There is just enough depth to the collection to suggest several themes (we are always looking for patterns). Most of the cards feel masculine, maybe someone in my family particularly saved manly cards. I hope you are able to read the verses- they work on a larger screen.
This British card has nothing to do with our idea of Christmas but suggests that smoking brown paper was a thing and that gas street lamps were still current.
Next we have a real cigar that maybe is product placement. It’s a Sovereign brand cigar and those are gold sovereign coins along the top. The verse inside is filled with smoke references and puns, and ends by pointing out the horseshoes at the corners of the card. I like “Xmas” written in matches.
A rebus uses pictures to represent words or parts of a word. Maybe on this card you’ll need a little translation? (I did.) “Flowing bowl” refers to drinking too much liquor as in overflowing punch bowl. Pick-Me-Up was a humorous, late-19th century British weekly.
Smoking and drinking, old time Christmas is sounding jolly and debauched. So these are the Victorians.
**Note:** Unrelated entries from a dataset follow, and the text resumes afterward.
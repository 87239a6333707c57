//! VM and tool configuration.
//!
//! [`VmConfig`] describes an existing VM as the hypervisor reports it.
//! [`PcfdevConfig`] holds the tool settings, loaded from environment
//! variables with sensible defaults.

use serde::{Deserialize, Serialize};
use std::net::Ipv4Addr;
use std::path::PathBuf;
use std::time::Duration;

/// Prefix shared by every VM this tool creates.
pub const VM_NAME_PREFIX: &str = "pcfdev-";

/// Name of the VM imported from the bundled image.
pub const DEFAULT_VM_NAME: &str = concat!("pcfdev-v", env!("CARGO_PKG_VERSION"));

/// Name of the VM imported from a user-supplied image.
pub const CUSTOM_VM_NAME: &str = "pcfdev-custom";

/// Minimum memory the platform needs to come up, in MB.
pub const MIN_MEMORY_MB: u64 = 3072;

/// Name of the port-forwarding rule for guest SSH.
pub const SSH_FORWARD_RULE: &str = "ssh";

/// Host address the SSH port is forwarded on.
pub const SSH_HOST: &str = "127.0.0.1";

/// Whether `name` is one of the names this tool manages.
pub fn is_recognized_vm_name(name: &str) -> bool {
    name == DEFAULT_VM_NAME || name == CUSTOM_VM_NAME
}

/// Configuration of an existing VM.
///
/// Assembled once per query and never mutated afterwards.
#[derive(Debug, Clone, PartialEq, Eq, Serialize, Deserialize)]
pub struct VmConfig {
    /// VM name
    pub name: String,
    /// Address on the host-only network
    pub ip: Ipv4Addr,
    /// Domain resolving to `ip`
    pub domain: String,
    /// Host port forwarded to guest SSH
    pub ssh_port: u16,
    /// Memory in MB
    pub memory_mb: u64,
    /// Virtual CPU count
    pub cpus: u32,
}

/// Tool settings.
#[derive(Debug, Clone)]
pub struct PcfdevConfig {
    /// VM to operate on.
    pub vm_name: String,

    /// Disk image imported when the VM does not exist.
    pub ova_path: PathBuf,

    /// Timeout for short guest commands.
    pub ssh_timeout: Duration,

    /// Timeout for the provisioning script.
    pub provision_timeout: Duration,

    /// Memory for a new VM when none is requested, in MB.
    pub default_memory_mb: u64,

    /// CPU count for a new VM when none is requested.
    pub default_cpus: u32,

    /// Services provisioned when none are requested.
    pub default_services: String,
}

/// Configuration validation error.
#[derive(Debug, thiserror::Error)]
pub enum ConfigError {
    #[error("VM image not found: {0}")]
    MissingImage(PathBuf),

    #[error("{0} is not a PCF Dev VM name")]
    UnrecognizedVmName(String),

    #[error("default memory must be at least {MIN_MEMORY_MB} MB, got {0}")]
    InsufficientMemory(u64),

    #[error("default CPU count must be at least 1")]
    NoCpus,
}

impl Default for PcfdevConfig {
    fn default() -> Self {
        Self {
            vm_name: DEFAULT_VM_NAME.to_string(),
            ova_path: default_home().join(".pcfdev").join("ova").join("pcfdev.ova"),
            ssh_timeout: Duration::from_secs(30),
            provision_timeout: Duration::from_secs(20 * 60),
            default_memory_mb: 4096,
            default_cpus: 2,
            default_services: "default".to_string(),
        }
    }
}

fn default_home() -> PathBuf {
    std::env::var("PCFDEV_HOME")
        .or_else(|_| std::env::var("HOME"))
        .map(PathBuf::from)
        .unwrap_or_else(|_| PathBuf::from("."))
}

impl PcfdevConfig {
    /// Load configuration from environment variables.
    ///
    /// | Variable | Default |
    /// |----------|---------|
    /// | `PCFDEV_VM_NAME` | `pcfdev-v<version>` |
    /// | `PCFDEV_OVA_PATH` | `$HOME/.pcfdev/ova/pcfdev.ova` |
    /// | `PCFDEV_SSH_TIMEOUT_SECS` | `30` |
    /// | `PCFDEV_PROVISION_TIMEOUT_SECS` | `1200` |
    /// | `PCFDEV_DEFAULT_MEMORY_MB` | `4096` |
    /// | `PCFDEV_DEFAULT_CPUS` | `2` |
    /// | `PCFDEV_DEFAULT_SERVICES` | `default` |
    pub fn from_env() -> Self {
        let default = Self::default();

        Self {
            vm_name: std::env::var("PCFDEV_VM_NAME").unwrap_or(default.vm_name),
            ova_path: std::env::var("PCFDEV_OVA_PATH")
                .map(PathBuf::from)
                .unwrap_or(default.ova_path),
            ssh_timeout: std::env::var("PCFDEV_SSH_TIMEOUT_SECS")
                .ok()
                .and_then(|v| v.parse().ok())
                .map(Duration::from_secs)
                .unwrap_or(default.ssh_timeout),
            provision_timeout: std::env::var("PCFDEV_PROVISION_TIMEOUT_SECS")
                .ok()
                .and_then(|v| v.parse().ok())
                .map(Duration::from_secs)
                .unwrap_or(default.provision_timeout),
            default_memory_mb: std::env::var("PCFDEV_DEFAULT_MEMORY_MB")
                .ok()
                .and_then(|v| v.parse().ok())
                .unwrap_or(default.default_memory_mb),
            default_cpus: std::env::var("PCFDEV_DEFAULT_CPUS")
                .ok()
                .and_then(|v| v.parse().ok())
                .unwrap_or(default.default_cpus),
            default_services: std::env::var("PCFDEV_DEFAULT_SERVICES")
                .unwrap_or(default.default_services),
        }
    }

    /// Validate the configuration.
    pub fn validate(&self) -> Result<(), ConfigError> {
        if !is_recognized_vm_name(&self.vm_name) {
            return Err(ConfigError::UnrecognizedVmName(self.vm_name.clone()));
        }
        if self.default_memory_mb < MIN_MEMORY_MB {
            return Err(ConfigError::InsufficientMemory(self.default_memory_mb));
        }
        if self.default_cpus == 0 {
            return Err(ConfigError::NoCpus);
        }
        if !self.ova_path.exists() {
            return Err(ConfigError::MissingImage(self.ova_path.clone()));
        }
        Ok(())
    }

    /// Validate configuration but only log warnings instead of failing.
    ///
    /// The image is usually downloaded after startup, so a missing image is
    /// not fatal here.
    pub fn validate_warn(&self) {
        if let Err(e) = self.validate() {
            tracing::warn!(error = %e, "Configuration problem");
        }
    }
}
I had to read the strange little verse several times and I’m still not sure I fully understand. It did make me go back and look at the “cute old spider.”
This lifelike old glove reads like a valentine.
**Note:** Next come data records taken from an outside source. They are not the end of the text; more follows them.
//! Interfaces to the hypervisor, the host network stack and the guest.
//!
//! Implementations live outside this crate (they shell out to the
//! hypervisor's management executable and to `ssh`). Everything in the
//! lifecycle core talks to them only through these traits.

use crate::error::Result;
use async_trait::async_trait;
use serde::{Deserialize, Serialize};
use std::fmt;
use std::net::Ipv4Addr;
use std::path::Path;
use std::time::Duration;

/// A host-only network adapter, either present on the host or to be created.
#[derive(Debug, Clone, PartialEq, Eq, Serialize, Deserialize)]
pub struct NetworkInterface {
    /// Host-assigned name (e.g. `vboxnet0`); empty until created
    pub name: String,
    /// Host side address of the adapter
    pub ip: Ipv4Addr,
    /// Hardware address, if known
    pub hardware_address: String,
    /// Whether the adapter already exists on the host
    pub exists: bool,
}

impl NetworkInterface {
    /// An adapter that is already configured on the host.
    pub fn existing(name: impl Into<String>, ip: Ipv4Addr) -> Self {
        Self {
            name: name.into(),
            ip,
            hardware_address: String::new(),
            exists: true,
        }
    }

    /// An adapter that still has to be created.
    pub fn to_create(ip: Ipv4Addr) -> Self {
        Self {
            name: String::new(),
            ip,
            hardware_address: String::new(),
            exists: false,
        }
    }
}

/// Run state as reported by the hypervisor.
#[derive(Debug, Clone, PartialEq, Eq, Serialize, Deserialize)]
pub enum RunState {
    /// Powered on
    Running,
    /// State saved to disk by a suspend request
    Suspended,
    /// State saved to disk outside of a suspend request (host shutdown, GUI)
    Saved,
    /// Execution paused, memory still resident
    Paused,
    /// Cleanly powered off
    PoweredOff,
    /// Powered off without a clean shutdown
    Aborted,
    /// Anything else the hypervisor reports
    Unknown(String),
}

impl fmt::Display for RunState {
    fn fmt(&self, f: &mut fmt::Formatter<'_>) -> fmt::Result {
        match self {
            RunState::Running => write!(f, "running"),
            RunState::Suspended => write!(f, "suspended"),
            RunState::Saved => write!(f, "saved"),
            RunState::Paused => write!(f, "paused"),
            RunState::PoweredOff => write!(f, "poweroff"),
            RunState::Aborted => write!(f, "aborted"),
            RunState::Unknown(s) => write!(f, "{s}"),
        }
    }
}

/// Memory and CPU allocated to a VM.
#[derive(Debug, Clone, Copy, PartialEq, Eq, Serialize, Deserialize)]
pub struct VmResources {
    /// Memory in MB
    pub memory_mb: u64,
    /// Virtual CPU count
    pub cpus: u32,
}

/// Hypervisor driver.
///
/// One implementation per hypervisor; the lifecycle core is agnostic of
/// which one is selected.
#[async_trait]
pub trait Driver: Send + Sync {
    /// Power on a VM.
    async fn start_vm(&self, name: &str) -> Result<()>;

    /// Power off a VM.
    async fn stop_vm(&self, name: &str) -> Result<()>;

    /// Save VM state to disk and power it off.
    async fn suspend_vm(&self, name: &str) -> Result<()>;

    /// Restore a VM from its saved state.
    async fn resume_vm(&self, name: &str) -> Result<()>;

    /// Unregister a VM and delete its disks.
    async fn destroy_vm(&self, name: &str) -> Result<()>;

    /// Whether a VM registration with this name exists.
    async fn vm_exists(&self, name: &str) -> Result<bool>;

    /// Whether the VM is powered on.
    async fn is_vm_running(&self, name: &str) -> Result<bool>;

    /// Detailed run state.
    async fn vm_state(&self, name: &str) -> Result<RunState>;

    /// Address the VM was configured with.
    async fn get_vm_ip(&self, name: &str) -> Result<Ipv4Addr>;

    /// Host port of the named port-forwarding rule.
    async fn get_host_forward_port(&self, name: &str, rule_name: &str) -> Result<u16>;

    /// Memory and CPU configured for the VM.
    async fn get_vm_resources(&self, name: &str) -> Result<VmResources>;

    /// Host-only adapters known to the hypervisor.
    async fn get_host_only_interfaces(&self) -> Result<Vec<NetworkInterface>>;

    /// Create a host-only adapter at `ip`, returning its name.
    async fn create_host_only_interface(&self, ip: Ipv4Addr) -> Result<String>;

    /// Attach the named host-only adapter to the VM.
    async fn attach_network_interface(&self, interface_name: &str, name: &str) -> Result<()>;

    /// Register a VM from a disk image.
    async fn import_vm(&self, name: &str, image_path: &Path) -> Result<()>;

    /// Set memory and CPU for a powered-off VM.
    async fn configure_vm(&self, name: &str, resources: VmResources) -> Result<()>;

    /// Add a NAT port-forwarding rule from `host_port` to `guest_port`.
    async fn forward_port(
        &self,
        name: &str,
        rule_name: &str,
        host_port: u16,
        guest_port: u16,
    ) -> Result<()>;

    /// Names of all registered VMs.
    async fn list_vms(&self) -> Result<Vec<String>>;

    /// Free-form hypervisor description of a VM, for diagnostics.
    async fn vm_info(&self, name: &str) -> Result<String>;
}

/// Addresses configured on the host's network interfaces, hypervisor
/// managed or not.
#[async_trait]
pub trait HostNetwork: Send + Sync {
    /// All interfaces currently configured on the host.
    async fn interfaces(&self) -> Result<Vec<NetworkInterface>>;
}

/// Best-effort reachability check.
#[async_trait]
pub trait Prober: Send + Sync {
    /// Whether anything answers at `ip`.
    async fn try_ip(&self, ip: Ipv4Addr) -> Result<bool>;
}

/// Command channel into the guest.
#[async_trait]
pub trait GuestShell: Send + Sync {
    /// Run a command, discarding its output.
    async fn run_command(&self, command: &str, host: &str, port: u16, timeout: Duration)
        -> Result<()>;

    /// Run a command and capture its standard output.
    async fn get_output(
        &self,
        command: &str,
        host: &str,
        port: u16,
        timeout: Duration,
    ) -> Result<String>;

    /// Open an interactive session, returning once the user exits.
    async fn start_session(&self, host: &str, port: u16, timeout: Duration) -> Result<()>;
}

/// Host memory accounting.
#[async_trait]
pub trait HostMemory: Send + Sync {
    /// Memory currently available for new allocations, in MB.
    async fn free_memory_mb(&self) -> Result<u64>;

    /// Total physical memory, in MB.
    async fn total_memory_mb(&self) -> Result<u64>;
}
A “Quiet Rubber” might be confusing if you don’t realize that the British call pencil erasers “rubbers.” So the card looks like a life size rubber eraser and when you open it up there are dogs and cats playing a rubber (three games) of whist. Produced by a well known London publisher.
And the last card has a realistic nib pen and a little decorative box that nibs were sold in. The L. Prang label in the box is I guess made up. Prang was the Boston publisher of the card and appears to be doing some self promotion. The card has a copyright date of 1888.
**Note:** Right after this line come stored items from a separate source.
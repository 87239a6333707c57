use super::{confirm_memory, say, NOT_CREATED};
use crate::config::MIN_MEMORY_MB;
use crate::context::Context;
use crate::error::{CoreError, Result};
use crate::factory::VmFactory;
use crate::opts::StartOpts;
use crate::vbox::ImportSpec;
use pcfdev_vm::VmResources;
use std::net::Ipv4Addr;
use std::sync::Arc;

/// No VM with this name is registered with the hypervisor.
pub struct NotCreated {
    pub(crate) name: String,
    pub(crate) ctx: Arc<Context>,
}

impl NotCreated {
    pub(crate) fn new(name: impl Into<String>, ctx: Arc<Context>) -> Self {
        Self {
            name: name.into(),
            ctx,
        }
    }

    /// Import the VM, then start it from whatever state the import left.
    pub(crate) async fn start(&self, opts: &StartOpts) -> Result<()> {
        if self.ctx.vbox.conflicting_vm_present(&self.name).await? {
            return Err(CoreError::OldVm);
        }

        let spec = ImportSpec {
            resources: VmResources {
                memory_mb: opts.memory_mb.unwrap_or(self.ctx.settings.default_memory_mb),
                cpus: opts.cpus.unwrap_or(self.ctx.settings.default_cpus),
            },
            subnet: self.requested_subnet(opts)?,
        };
        let image = opts
            .image_path
            .as_deref()
            .unwrap_or(self.ctx.settings.ova_path.as_path());

        self.ctx.ui.say("Importing VM...");
        self.ctx
            .vbox
            .import_vm(&self.name, image, &spec)
            .await
            .map_err(CoreError::ImportVm)?;
        self.ctx.ui.say("PCF Dev is now imported to Virtualbox.");

        let vm = VmFactory::new(Arc::clone(&self.ctx)).vm(&self.name).await?;
        vm.start(opts).await
    }

    pub(crate) async fn stop(&self) -> Result<()> {
        if self.ctx.vbox.conflicting_vm_present(&self.name).await? {
            return Err(CoreError::OldVm);
        }
        say(&self.ctx, NOT_CREATED)
    }

    pub(crate) fn destroy(&self) -> Result<()> {
        say(&self.ctx, NOT_CREATED)
    }

    pub(crate) async fn verify_start_opts(&self, opts: &StartOpts) -> Result<()> {
        opts.validate()?;

        let memory_mb = opts.memory_mb.unwrap_or(self.ctx.settings.default_memory_mb);
        if memory_mb < MIN_MEMORY_MB {
            return Err(CoreError::InvalidOption(format!(
                "PCF Dev requires at least {MIN_MEMORY_MB} MB of memory"
            )));
        }

        self.requested_subnet(opts)?;
        confirm_memory(&self.ctx, memory_mb).await
    }

    /// Subnet implied by the custom IP and domain, if either was given.
    fn requested_subnet(&self, opts: &StartOpts) -> Result<Option<Ipv4Addr>> {
        let table = &self.ctx.table;
        let from_ip = opts.ip.as_deref().map(|ip| table.subnet_for_ip(ip)).transpose()?;
        let from_domain = opts
            .domain
            .as_deref()
            .map(|domain| table.subnet_for_domain(domain))
            .transpose()?;

        match (from_ip, from_domain) {
            (Some(ip), Some(domain)) if ip != domain => Err(CoreError::InvalidOption(format!(
                "IP {} does not belong to domain {}",
                opts.ip.as_deref().unwrap_or_default(),
                opts.domain.as_deref().unwrap_or_default()
            ))),
            (ip, domain) => Ok(ip.or(domain)),
        }
    }
}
If you are saying to yourself “I which I could send cards like these today!”, don’t despair. The Public Archives of Nova Scotia has reproduced a swell selection of vintage cards from their collections and their introduction to 19th century cards is much more coherent than mine.
They also sell a set of old black and white winter photos that we used last year as our cards. Whoops did we forget to send you one? Maybe this year.